[Stored data]
.....
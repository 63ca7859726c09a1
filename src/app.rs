//! Wiring from [`AppConfig`] to a ready [`SearchOrchestrator`].

use std::sync::Arc;

use resilient_search::{DuckDuckGoProvider, ProviderClient, SearchOrchestrator, TavilyProvider};

use crate::config::{AppConfig, ProviderKind};
use crate::error::Result;

/// Build the orchestrator with providers in the configured order.
///
/// # Errors
///
/// Returns an error if an HTTP client cannot be built or the engine
/// configuration is invalid.
pub fn build_orchestrator(config: &AppConfig) -> Result<SearchOrchestrator> {
    let engine = config.search.clone();
    let mut providers: Vec<Arc<dyn ProviderClient>> = Vec::with_capacity(config.providers.order.len());

    for kind in &config.providers.order {
        match kind {
            ProviderKind::Tavily => {
                let settings = &config.providers.tavily;
                let mut provider = TavilyProvider::new(&engine, settings.api_key.clone())?;
                if let Some(base_url) = &settings.base_url {
                    provider = provider.with_base_url(base_url.as_str());
                }
                if !provider.is_configured() {
                    tracing::info!(provider = TavilyProvider::ID, "no API key, provider disabled");
                }
                providers.push(Arc::new(provider));
            }
            ProviderKind::DuckDuckGo => {
                let settings = &config.providers.duckduckgo;
                let mut provider = DuckDuckGoProvider::new(&engine)?;
                if let Some(html_base) = &settings.html_base {
                    provider = provider.with_html_base(html_base.as_str());
                }
                if let Some(base) = &settings.base {
                    provider = provider.with_base(base.as_str());
                }
                providers.push(Arc::new(provider));
            }
        }
    }

    Ok(SearchOrchestrator::new(engine, providers)?)
}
.....
### EXERCISE AIM
All of the data above should be duplicated exactly.

### COMPLETED TASK
repository 63ca7859726c09a1
filename src/app.rs
//! Wiring from [`AppConfig`] to a ready [`SearchOrchestrator`].

use std::sync::Arc;

use resilient_search::{DuckDuckGoProvider, ProviderClient, SearchOrchestrator, TavilyProvider};

use crate::config::{AppConfig, ProviderKind};
use crate::error::Result;

/// Build the orchestrator with providers in the configured order.
///
/// # Errors
///
/// Returns an error if an HTTP client cannot be built or the engine
/// configuration is invalid.
pub fn build_orchestrator(config: &AppConfig) -> Result<SearchOrchestrator> {
    let engine = config.search.clone();
    let mut providers: Vec<Arc<dyn ProviderClient>> = Vec::with_capacity(config.providers.order.len());

    for kind in &config.providers.order {
        match kind {
            ProviderKind::Tavily => {
                let settings = &config.providers.tavily;
                let mut provider = TavilyProvider::new(&engine, settings.api_key.clone())?;
                if let Some(base_url) = &settings.base_url {
                    provider = provider.with_base_url(base_url.as_str());
                }
                if !provider.is_configured() {
                    tracing::info!(provider = TavilyProvider::ID, "no API key, provider disabled");
                }
                providers.push(Arc::new(provider));
            }
            ProviderKind::DuckDuckGo => {
                let settings = &config.providers.duckduckgo;
                let mut provider = DuckDuckGoProvider::new(&engine)?;
                if let Some(html_base) = &settings.html_base {
                    provider = provider.with_html_base(html_base.as_str());
                }
                if let Some(base) = &settings.base {
                    provider = provider.with_base(base.as_str());
                }
                providers.push(Arc::new(provider));
            }
        }
    }

    Ok(SearchOrchestrator::new(engine, providers)?)
}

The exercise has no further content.